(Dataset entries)
++++++++++++++++++++
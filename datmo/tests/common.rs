//! Common test utilities for synthetic frames and test operators.
//!
//! These helpers create test frames programmatically, avoiding the need
//! to include HDR files in the repository.

#![allow(dead_code)]

use std::sync::mpsc::Sender;
use std::sync::Mutex;
use std::thread;
use std::time::Duration;

use datmo::{DisplayImage, HdrFrame, ProgressToken, Result, RgbPlanes, Stop, ToneMapOperator};

/// Create an HDR frame with a dim textured background and a bright patch.
pub fn create_hdr_scene(width: u32, height: u32) -> HdrFrame {
    let mut frame = RgbPlanes::new(width, height).unwrap();
    for y in 0..height {
        for x in 0..width {
            let i = (y * width + x) as usize;
            let texture = 0.05 + 0.04 * ((x * 7 + y * 13) % 11) as f32;
            let (r, g, b) = if x >= width / 2 && y < height / 2 {
                (900.0, 1000.0, 700.0)
            } else {
                (texture * 1.3, texture, texture * 0.6)
            };
            frame.r[i] = r;
            frame.g[i] = g;
            frame.b[i] = b;
        }
    }
    frame
}

/// Operator that spins until it is cancelled.
///
/// Signals `started` once it begins, so tests can cancel it mid-run.
pub struct WaitForCancel {
    started: Mutex<Option<Sender<()>>>,
}

impl WaitForCancel {
    pub fn new(started: Sender<()>) -> Self {
        Self {
            started: Mutex::new(Some(started)),
        }
    }
}

impl ToneMapOperator for WaitForCancel {
    fn name(&self) -> &str {
        "wait-for-cancel"
    }

    fn tonemap(&self, frame: &HdrFrame, progress: &ProgressToken) -> Result<DisplayImage> {
        if let Some(tx) = self.started.lock().unwrap().take() {
            tx.send(()).unwrap();
        }
        for i in 0..10_000u32 {
            progress.check()?;
            progress.post_progress(i % 100);
            thread::sleep(Duration::from_millis(1));
        }
        Ok(DisplayImage::from_planes(frame.clone()))
    }
}

/// Operator that always panics.
pub struct Panicking;

impl ToneMapOperator for Panicking {
    fn name(&self) -> &str {
        "panicking"
    }

    fn tonemap(&self, _frame: &HdrFrame, _progress: &ProgressToken) -> Result<DisplayImage> {
        panic!("operator bug");
    }
}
++++++++++++++++++++
*Assignment:*
Every entry above must be copied exactly.

*Reply to the task:*
filename datmo/tests/common.rs
//! Common test utilities for synthetic frames and test operators.
//!
//! These helpers create test frames programmatically, avoiding the need
//! to include HDR files in the repository.

#![allow(dead_code)]

use std::sync::mpsc::Sender;
use std::sync::Mutex;
use std::thread;
use std::time::Duration;

use datmo::{DisplayImage, HdrFrame, ProgressToken, Result, RgbPlanes, Stop, ToneMapOperator};

/// Create an HDR frame with a dim textured background and a bright patch.
pub fn create_hdr_scene(width: u32, height: u32) -> HdrFrame {
    let mut frame = RgbPlanes::new(width, height).unwrap();
    for y in 0..height {
        for x in 0..width {
            let i = (y * width + x) as usize;
            let texture = 0.05 + 0.04 * ((x * 7 + y * 13) % 11) as f32;
            let (r, g, b) = if x >= width / 2 && y < height / 2 {
                (900.0, 1000.0, 700.0)
            } else {
                (texture * 1.3, texture, texture * 0.6)
            };
            frame.r[i] = r;
            frame.g[i] = g;
            frame.b[i] = b;
        }
    }
    frame
}

/// Operator that spins until it is cancelled.
///
/// Signals `started` once it begins, so tests can cancel it mid-run.
pub struct WaitForCancel {
    started: Mutex<Option<Sender<()>>>,
}

impl WaitForCancel {
    pub fn new(started: Sender<()>) -> Self {
        Self {
            started: Mutex::new(Some(started)),
        }
    }
}

impl ToneMapOperator for WaitForCancel {
    fn name(&self) -> &str {
        "wait-for-cancel"
    }

    fn tonemap(&self, frame: &HdrFrame, progress: &ProgressToken) -> Result<DisplayImage> {
        if let Some(tx) = self.started.lock().unwrap().take() {
            tx.send(()).unwrap();
        }
        for i in 0..10_000u32 {
            progress.check()?;
            progress.post_progress(i % 100);
            thread::sleep(Duration::from_millis(1));
        }
        Ok(DisplayImage::from_planes(frame.clone()))
    }
}

/// Operator that always panics.
pub struct Panicking;

impl ToneMapOperator for Panicking {
    fn name(&self) -> &str {
        "panicking"
    }

    fn tonemap(&self, _frame: &HdrFrame, _progress: &ProgressToken) -> Result<DisplayImage> {
        panic!("operator bug");
    }
}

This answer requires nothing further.